*THE TASK*. Print the records again, character for character.

*RECORD EXCERPTS*.

//! Guarded MMR selection
//!
//! Maximal-marginal-relevance selection under a token budget: maximizes
//! relevance while penalizing redundancy against already-selected chunks.
//! A critical set is pinned up front and must survive selection regardless
//! of diversity penalties.

use std::time::Instant;

use serde::{Deserialize, Serialize};

use cortex_core::cosine_similarity;

/// One selectable candidate.
#[derive(Debug, Clone)]
pub struct MmrCandidate {
    pub chunk_id: String,
    /// Query relevance in [0, 1]
    pub relevance: f32,
    pub embedding: Option<Vec<f32>>,
    pub tokens: usize,
    /// Pinned: must survive selection
    pub critical: bool,
}

/// Selection outcome and quality metrics.
#[derive(Debug, Clone, Serialize, Deserialize)]
pub struct MmrSelection {
    pub chunks: Vec<String>,
    pub total_tokens: usize,
    /// Fraction of critical candidates that made it (1.0 unless the
    /// candidate list was truncated upstream)
    pub critical_set_coverage: f32,
    /// 1 − average pairwise similarity of the selected set
    pub diversity_score: f32,
    pub budget_utilization: f32,
    pub selection_time_ms: u64,
}

/// MMR selector with a pinned critical set.
#[derive(Debug, Clone)]
pub struct GuardedMmrSelector {
    /// Relevance weight; `1 - lambda` weighs the redundancy penalty
    pub lambda: f32,
}

impl Default for GuardedMmrSelector {
    fn default() -> Self {
        Self { lambda: 0.7 }
    }
}

impl GuardedMmrSelector {
    pub fn new(lambda: f32) -> Self {
        Self {
            lambda: lambda.clamp(0.0, 1.0),
        }
    }

    /// Select up to `max_chunks` candidates within `token_budget`.
    ///
    /// Critical candidates are taken first, in relevance order, even when
    /// that exhausts the budget. Remaining slots fill greedily by the MMR
    /// objective `lambda * relevance - (1 - lambda) * max_sim_to_selected`.
    pub fn select(
        &self,
        mut candidates: Vec<MmrCandidate>,
        max_chunks: usize,
        token_budget: usize,
    ) -> MmrSelection {
        let started = Instant::now();
        let critical_total = candidates.iter().filter(|c| c.critical).count();

        candidates.sort_by(|a, b| {
            b.relevance
                .partial_cmp(&a.relevance)
                .unwrap_or(std::cmp::Ordering::Equal)
                .then_with(|| a.chunk_id.cmp(&b.chunk_id))
        });

        let mut selected: Vec<MmrCandidate> = Vec::new();
        let mut total_tokens = 0usize;

        // Phase 1: pin the critical set.
        let mut remaining: Vec<MmrCandidate> = Vec::new();
        for candidate in candidates {
            if candidate.critical && selected.len() < max_chunks {
                total_tokens += candidate.tokens;
                selected.push(candidate);
            } else {
                remaining.push(candidate);
            }
        }

        // Phase 2: greedy MMR fill within budget.
        while selected.len() < max_chunks && !remaining.is_empty() {
            let mut best: Option<(usize, f32)> = None;
            for (i, candidate) in remaining.iter().enumerate() {
                if total_tokens + candidate.tokens > token_budget {
                    continue;
                }
                let redundancy = selected
                    .iter()
                    .filter_map(|s| match (&candidate.embedding, &s.embedding) {
                        (Some(a), Some(b)) if a.len() == b.len() => {
                            Some(cosine_similarity(a, b))
                        }
                        _ => None,
                    })
                    .fold(0.0f32, f32::max);
                let score = self.lambda * candidate.relevance - (1.0 - self.lambda) * redundancy;
                match best {
                    Some((_, best_score)) if best_score >= score => {}
                    _ => best = Some((i, score)),
                }
            }

            match best {
                Some((i, _)) => {
                    let candidate = remaining.swap_remove(i);
                    total_tokens += candidate.tokens;
                    selected.push(candidate);
                }
                None => break, // nothing fits the budget
            }
        }

        let critical_selected = selected.iter().filter(|c| c.critical).count();
        let diversity_score = diversity(&selected);

        MmrSelection {
            chunks: selected.into_iter().map(|c| c.chunk_id).collect(),
            total_tokens,
            critical_set_coverage: if critical_total == 0 {
                1.0
            } else {
                critical_selected as f32 / critical_total as f32
            },
            diversity_score,
            budget_utilization: if token_budget == 0 {
                0.0
            } else {
                (total_tokens as f32 / token_budget as f32).min(1.0)
            },
            selection_time_ms: started.elapsed().as_millis() as u64,
        }
    }
}

fn diversity(selected: &[MmrCandidate]) -> f32 {
    let mut pairs = 0usize;
    let mut similarity_sum = 0.0f32;
    for i in 0..selected.len() {
        for j in (i + 1)..selected.len() {
            if let (Some(a), Some(b)) = (&selected[i].embedding, &selected[j].embedding) {
                if a.len() == b.len() {
                    similarity_sum += cosine_similarity(a, b);
                    pairs += 1;
                }
            }
        }
    }
    if pairs == 0 {
        1.0
    } else {
        (1.0 - similarity_sum / pairs as f32).clamp(0.0, 1.0)
    }
}

#[cfg(test)]
mod tests {
    use super::*;

    fn candidate(id: &str, relevance: f32, embedding: Vec<f32>, critical: bool) -> MmrCandidate {
        MmrCandidate {
            chunk_id: id.to_string(),
            relevance,
            embedding: Some(embedding),
            tokens: 100,
            critical,
        }
    }

    #[test]
    fn test_critical_set_always_survives() {
        let candidates = vec![
            candidate("a", 0.9, vec![1.0, 0.0], false),
            candidate("b", 0.1, vec![0.0, 1.0], true),
            candidate("c", 0.8, vec![1.0, 0.1], false),
        ];
        let selection = GuardedMmrSelector::default().select(candidates, 2, 10_000);
        assert!(selection.chunks.contains(&"b".to_string()));
        assert!((selection.critical_set_coverage - 1.0).abs() < f32::EPSILON);
    }

    #[test]
    fn test_redundancy_penalized() {
        // Two near-identical high-relevance chunks plus one distinct: MMR
        // should pick one of the twins and the distinct one.
        let candidates = vec![
            candidate("twin1", 0.9, vec![1.0, 0.0], false),
            candidate("twin2", 0.89, vec![0.99, 0.01], false),
            candidate("other", 0.6, vec![0.0, 1.0], false),
        ];
        let selection = GuardedMmrSelector::new(0.5).select(candidates, 2, 10_000);
        assert!(selection.chunks.contains(&"twin1".to_string()));
        assert!(selection.chunks.contains(&"other".to_string()));
    }

    #[test]
    fn test_token_budget_respected_for_fill() {
        let mut candidates = vec![
            candidate("a", 0.9, vec![1.0, 0.0], false),
            candidate("b", 0.8, vec![0.0, 1.0], false),
            candidate("c", 0.7, vec![0.5, 0.5], false),
        ];
        for c in &mut candidates {
            c.tokens = 150;
        }
        let selection = GuardedMmrSelector::default().select(candidates, 3, 300);
        assert_eq!(selection.chunks.len(), 2);
        assert!(selection.total_tokens <= 300);
        assert!(selection.budget_utilization <= 1.0);
    }

    #[test]
    fn test_max_chunks_cap() {
        let candidates = (0..10)
            .map(|i| candidate(&format!("c{}", i), 0.5, vec![i as f32, 1.0], false))
            .collect();
        let selection = GuardedMmrSelector::default().select(candidates, 4, 100_000);
        assert_eq!(selection.chunks.len(), 4);
    }

    #[test]
    fn test_empty_candidates() {
        let selection = GuardedMmrSelector::default().select(Vec::new(), 5, 1_000);
        assert!(selection.chunks.is_empty());
        assert_eq!(selection.total_tokens, 0);
        assert!((selection.critical_set_coverage - 1.0).abs() < f32::EPSILON);
    }

    #[test]
    fn test_diversity_score_reflects_spread() {
        let spread = GuardedMmrSelector::default().select(
            vec![
                candidate("a", 0.9, vec![1.0, 0.0], false),
                candidate("b", 0.8, vec![0.0, 1.0], false),
            ],
            2,
            10_000,
        );
        let tight = GuardedMmrSelector::default().select(
            vec![
                candidate("a", 0.9, vec![1.0, 0.0], false),
                candidate("b", 0.8, vec![1.0, 0.001], false),
            ],
            2,
            10_000,
        );
        assert!(spread.diversity_score > tight.diversity_score);
    }
}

*ANSWER BOX*.
//! Guarded MMR selection
//!
//! Maximal-marginal-relevance selection under a token budget: maximizes
//! relevance while penalizing redundancy against already-selected chunks.
//! A critical set is pinned up front and must survive selection regardless
//! of diversity penalties.

use std::time::Instant;

use serde::{Deserialize, Serialize};

use cortex_core::cosine_similarity;

/// One selectable candidate.
#[derive(Debug, Clone)]
pub struct MmrCandidate {
    pub chunk_id: String,
    /// Query relevance in [0, 1]
    pub relevance: f32,
    pub embedding: Option<Vec<f32>>,
    pub tokens: usize,
    /// Pinned: must survive selection
    pub critical: bool,
}

/// Selection outcome and quality metrics.
#[derive(Debug, Clone, Serialize, Deserialize)]
pub struct MmrSelection {
    pub chunks: Vec<String>,
    pub total_tokens: usize,
    /// Fraction of critical candidates that made it (1.0 unless the
    /// candidate list was truncated upstream)
    pub critical_set_coverage: f32,
    /// 1 − average pairwise similarity of the selected set
    pub diversity_score: f32,
    pub budget_utilization: f32,
    pub selection_time_ms: u64,
}

/// MMR selector with a pinned critical set.
#[derive(Debug, Clone)]
pub struct GuardedMmrSelector {
    /// Relevance weight; `1 - lambda` weighs the redundancy penalty
    pub lambda: f32,
}

impl Default for GuardedMmrSelector {
    fn default() -> Self {
        Self { lambda: 0.7 }
    }
}

impl GuardedMmrSelector {
    pub fn new(lambda: f32) -> Self {
        Self {
            lambda: lambda.clamp(0.0, 1.0),
        }
    }

    /// Select up to `max_chunks` candidates within `token_budget`.
    ///
    /// Critical candidates are taken first, in relevance order, even when
    /// that exhausts the budget. Remaining slots fill greedily by the MMR
    /// objective `lambda * relevance - (1 - lambda) * max_sim_to_selected`.
    pub fn select(
        &self,
        mut candidates: Vec<MmrCandidate>,
        max_chunks: usize,
        token_budget: usize,
    ) -> MmrSelection {
        let started = Instant::now();
        let critical_total = candidates.iter().filter(|c| c.critical).count();

        candidates.sort_by(|a, b| {
            b.relevance
                .partial_cmp(&a.relevance)
                .unwrap_or(std::cmp::Ordering::Equal)
                .then_with(|| a.chunk_id.cmp(&b.chunk_id))
        });

        let mut selected: Vec<MmrCandidate> = Vec::new();
        let mut total_tokens = 0usize;

        // Phase 1: pin the critical set.
        let mut remaining: Vec<MmrCandidate> = Vec::new();
        for candidate in candidates {
            if candidate.critical && selected.len() < max_chunks {
                total_tokens += candidate.tokens;
                selected.push(candidate);
            } else {
                remaining.push(candidate);
            }
        }

        // Phase 2: greedy MMR fill within budget.
        while selected.len() < max_chunks && !remaining.is_empty() {
            let mut best: Option<(usize, f32)> = None;
            for (i, candidate) in remaining.iter().enumerate() {
                if total_tokens + candidate.tokens > token_budget {
                    continue;
                }
                let redundancy = selected
                    .iter()
                    .filter_map(|s| match (&candidate.embedding, &s.embedding) {
                        (Some(a), Some(b)) if a.len() == b.len() => {
                            Some(cosine_similarity(a, b))
                        }
                        _ => None,
                    })
                    .fold(0.0f32, f32::max);
                let score = self.lambda * candidate.relevance - (1.0 - self.lambda) * redundancy;
                match best {
                    Some((_, best_score)) if best_score >= score => {}
                    _ => best = Some((i, score)),
                }
            }

            match best {
                Some((i, _)) => {
                    let candidate = remaining.swap_remove(i);
                    total_tokens += candidate.tokens;
                    selected.push(candidate);
                }
                None => break, // nothing fits the budget
            }
        }

        let critical_selected = selected.iter().filter(|c| c.critical).count();
        let diversity_score = diversity(&selected);

        MmrSelection {
            chunks: selected.into_iter().map(|c| c.chunk_id).collect(),
            total_tokens,
            critical_set_coverage: if critical_total == 0 {
                1.0
            } else {
                critical_selected as f32 / critical_total as f32
            },
            diversity_score,
            budget_utilization: if token_budget == 0 {
                0.0
            } else {
                (total_tokens as f32 / token_budget as f32).min(1.0)
            },
            selection_time_ms: started.elapsed().as_millis() as u64,
        }
    }
}

fn diversity(selected: &[MmrCandidate]) -> f32 {
    let mut pairs = 0usize;
    let mut similarity_sum = 0.0f32;
    for i in 0..selected.len() {
        for j in (i + 1)..selected.len() {
            if let (Some(a), Some(b)) = (&selected[i].embedding, &selected[j].embedding) {
                if a.len() == b.len() {
                    similarity_sum += cosine_similarity(a, b);
                    pairs += 1;
                }
            }
        }
    }
    if pairs == 0 {
        1.0
    } else {
        (1.0 - similarity_sum / pairs as f32).clamp(0.0, 1.0)
    }
}

#[cfg(test)]
mod tests {
    use super::*;

    fn candidate(id: &str, relevance: f32, embedding: Vec<f32>, critical: bool) -> MmrCandidate {
        MmrCandidate {
            chunk_id: id.to_string(),
            relevance,
            embedding: Some(embedding),
            tokens: 100,
            critical,
        }
    }

    #[test]
    fn test_critical_set_always_survives() {
        let candidates = vec![
            candidate("a", 0.9, vec![1.0, 0.0], false),
            candidate("b", 0.1, vec![0.0, 1.0], true),
            candidate("c", 0.8, vec![1.0, 0.1], false),
        ];
        let selection = GuardedMmrSelector::default().select(candidates, 2, 10_000);
        assert!(selection.chunks.contains(&"b".to_string()));
        assert!((selection.critical_set_coverage - 1.0).abs() < f32::EPSILON);
    }

    #[test]
    fn test_redundancy_penalized() {
        // Two near-identical high-relevance chunks plus one distinct: MMR
        // should pick one of the twins and the distinct one.
        let candidates = vec![
            candidate("twin1", 0.9, vec![1.0, 0.0], false),
            candidate("twin2", 0.89, vec![0.99, 0.01], false),
            candidate("other", 0.6, vec![0.0, 1.0], false),
        ];
        let selection = GuardedMmrSelector::new(0.5).select(candidates, 2, 10_000);
        assert!(selection.chunks.contains(&"twin1".to_string()));
        assert!(selection.chunks.contains(&"other".to_string()));
    }

    #[test]
    fn test_token_budget_respected_for_fill() {
        let mut candidates = vec![
            candidate("a", 0.9, vec![1.0, 0.0], false),
            candidate("b", 0.8, vec![0.0, 1.0], false),
            candidate("c", 0.7, vec![0.5, 0.5], false),
        ];
        for c in &mut candidates {
            c.tokens = 150;
        }
        let selection = GuardedMmrSelector::default().select(candidates, 3, 300);
        assert_eq!(selection.chunks.len(), 2);
        assert!(selection.total_tokens <= 300);
        assert!(selection.budget_utilization <= 1.0);
    }

    #[test]
    fn test_max_chunks_cap() {
        let candidates = (0..10)
            .map(|i| candidate(&format!("c{}", i), 0.5, vec![i as f32, 1.0], false))
            .collect();
        let selection = GuardedMmrSelector::default().select(candidates, 4, 100_000);
        assert_eq!(selection.chunks.len(), 4);
    }

    #[test]
    fn test_empty_candidates() {
        let selection = GuardedMmrSelector::default().select(Vec::new(), 5, 1_000);
        assert!(selection.chunks.is_empty());
        assert_eq!(selection.total_tokens, 0);
        assert!((selection.critical_set_coverage - 1.0).abs() < f32::EPSILON);
    }

    #[test]
    fn test_diversity_score_reflects_spread() {
        let spread = GuardedMmrSelector::default().select(
            vec![
                candidate("a", 0.9, vec![1.0, 0.0], false),
                candidate("b", 0.8, vec![0.0, 1.0], false),
            ],
            2,
            10_000,
        );
        let tight = GuardedMmrSelector::default().select(
            vec![
                candidate("a", 0.9, vec![1.0, 0.0], false),
                candidate("b", 0.8, vec![1.0, 0.001], false),
            ],
            2,
            10_000,
        );
        assert!(spread.diversity_score > tight.diversity_score);
    }
}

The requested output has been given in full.